## TASK BRIEF
Show all lines of the entries in which the word "https" is found.

## DATASET RECORDS
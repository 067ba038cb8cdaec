//! Domain module tests.

use super::*;

#[test]
fn test_parse_plain_domain() {
    let request = ScanRequest::parse("example.com").unwrap();
    assert_eq!(request.domain(), "example.com");
    assert_eq!(request.to_string(), "example.com");
}

#[test]
fn test_parse_lowercases_and_trims() {
    let request = ScanRequest::parse("  ExAmple.COM.  ").unwrap();
    assert_eq!(request.domain(), "example.com");
}

#[test]
fn test_parse_strips_scheme_path_and_port() {
    for input in [
        "https://example.com/path?q=1",
        "http://user:pw@example.com:8080/",
        "example.com:25",
        "example.com/some/path",
        "example.com#frag",
    ] {
        let request = ScanRequest::parse(input).unwrap();
        assert_eq!(request.domain(), "example.com", "input: {input}");
    }
}

#[test]
fn test_parse_keeps_subdomains() {
    let request = ScanRequest::parse("mail.eu.example.co.uk").unwrap();
    assert_eq!(request.domain(), "mail.eu.example.co.uk");
}

#[test]
fn test_parse_rejects_empty() {
    assert_eq!(ScanRequest::parse(""), Err(DomainError::Empty));
    assert_eq!(ScanRequest::parse("   "), Err(DomainError::Empty));
    assert_eq!(ScanRequest::parse("."), Err(DomainError::Empty));
}

#[test]
fn test_parse_rejects_ip_addresses() {
    assert!(matches!(
        ScanRequest::parse("192.168.1.1"),
        Err(DomainError::IpAddress(_))
    ));
    assert!(matches!(
        ScanRequest::parse("::1"),
        Err(DomainError::IpAddress(_))
    ));
    assert!(matches!(
        ScanRequest::parse("http://[2001:db8::1]/"),
        Err(DomainError::IpAddress(_))
    ));
}

#[test]
fn test_parse_rejects_single_label() {
    assert!(matches!(
        ScanRequest::parse("localhost"),
        Err(DomainError::SingleLabel(_))
    ));
}

#[test]
fn test_parse_rejects_bad_labels() {
    for input in [
        "-bad.example.com",
        "bad-.example.com",
        "exa mple.com",
        "ex_ample.com",
        "example..com",
    ] {
        assert!(
            matches!(
                ScanRequest::parse(input),
                Err(DomainError::InvalidLabel { .. })
            ),
            "input should be rejected: {input}"
        );
    }
}

#[test]
fn test_parse_rejects_long_label() {
    let label = "a".repeat(64);
    let input = format!("{label}.com");
    assert!(matches!(
        ScanRequest::parse(&input),
        Err(DomainError::InvalidLabel { .. })
    ));
}

#[test]
fn test_parse_rejects_too_long() {
    let label = "a".repeat(60);
    let input = format!("{label}.{label}.{label}.{label}.{label}.com");
    assert!(matches!(
        ScanRequest::parse(&input),
        Err(DomainError::TooLong(_))
    ));
}

#[test]
fn test_parse_rejects_numeric_tld() {
    assert!(matches!(
        ScanRequest::parse("example.123"),
        Err(DomainError::InvalidTld(_))
    ));
    assert!(matches!(
        ScanRequest::parse("example.c"),
        Err(DomainError::InvalidTld(_))
    ));
}

#[test]
fn test_is_valid_hostname_accepts_underscore_labels() {
    assert!(is_valid_hostname("_spf.google.com"));
    assert!(is_valid_hostname("spf.protection.outlook.com."));
    assert!(!is_valid_hostname("%{i}._spf.example.com"));
    assert!(!is_valid_hostname("localhost"));
    assert!(!is_valid_hostname(""));
}

// Property-based tests using proptest
use proptest::prelude::*;

proptest! {
    #[test]
    fn test_parse_idempotent(
        labels in prop::collection::vec("[a-z0-9]{1,12}", 1..4),
        tld in "(com|org|net|io)"
    ) {
        let input = format!("{}.{}", labels.join("."), tld);
        let first = ScanRequest::parse(&input).unwrap();
        let second = ScanRequest::parse(first.domain()).unwrap();
        prop_assert_eq!(first, second);
    }

    #[test]
    fn test_parse_never_panics(input in "\\PC{0,80}") {
        let _ = ScanRequest::parse(&input);
    }

    #[test]
    fn test_url_forms_normalize_to_host(
        name in "[a-z]{3,12}",
        port in 1u16..65535,
        path in "[a-z/]{0,10}"
    ) {
        let url = format!("https://{name}.com:{port}/{path}");
        let request = ScanRequest::parse(&url).unwrap();
        prop_assert_eq!(request.domain(), format!("{name}.com"));
    }
}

## WRITTEN ANSWER
        "https://example.com/path?q=1",
        let url = format!("https://{name}.com:{port}/{path}");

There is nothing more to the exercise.